▸ **What you are asked to do**
Note each line of the listing that contains the string "struct", and copy it.

▸ **The records**
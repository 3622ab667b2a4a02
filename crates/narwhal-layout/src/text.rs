//! Label text metrics.

#[derive(Debug, Clone, PartialEq)]
pub struct TextStyle {
    pub font_family: Option<String>,
    pub font_size: f64,
}

impl Default for TextStyle {
    fn default() -> Self {
        Self {
            font_family: None,
            font_size: 12.0,
        }
    }
}

#[derive(Debug, Clone, Copy, PartialEq, Default)]
pub struct TextMetrics {
    pub width: f64,
    pub height: f64,
    pub line_count: usize,
}

pub trait TextMeasurer: Send + Sync {
    fn measure(&self, text: &str, style: &TextStyle) -> TextMetrics;
}

/// Font-independent metrics: every character is `char_width_factor` em wide and every line
/// `line_height_factor` em tall. Zero factors fall back to 0.6 and 1.2.
#[derive(Debug, Clone, Default)]
pub struct DeterministicTextMeasurer {
    pub char_width_factor: f64,
    pub line_height_factor: f64,
}

impl TextMeasurer for DeterministicTextMeasurer {
    fn measure(&self, text: &str, style: &TextStyle) -> TextMetrics {
        if text.is_empty() {
            return TextMetrics::default();
        }
        let char_width_factor = if self.char_width_factor == 0.0 {
            0.6
        } else {
            self.char_width_factor
        };
        let line_height_factor = if self.line_height_factor == 0.0 {
            1.2
        } else {
            self.line_height_factor
        };

        let font_size = style.font_size.max(1.0);
        let mut line_count = 0usize;
        let mut max_chars = 0usize;
        for line in text.split('\n') {
            line_count += 1;
            max_chars = max_chars.max(line.chars().count());
        }

        TextMetrics {
            width: max_chars as f64 * font_size * char_width_factor,
            height: line_count as f64 * font_size * line_height_factor,
            line_count,
        }
    }
}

▸ **Output of the exercise**
pub struct TextStyle {
pub struct TextMetrics {
pub struct DeterministicTextMeasurer {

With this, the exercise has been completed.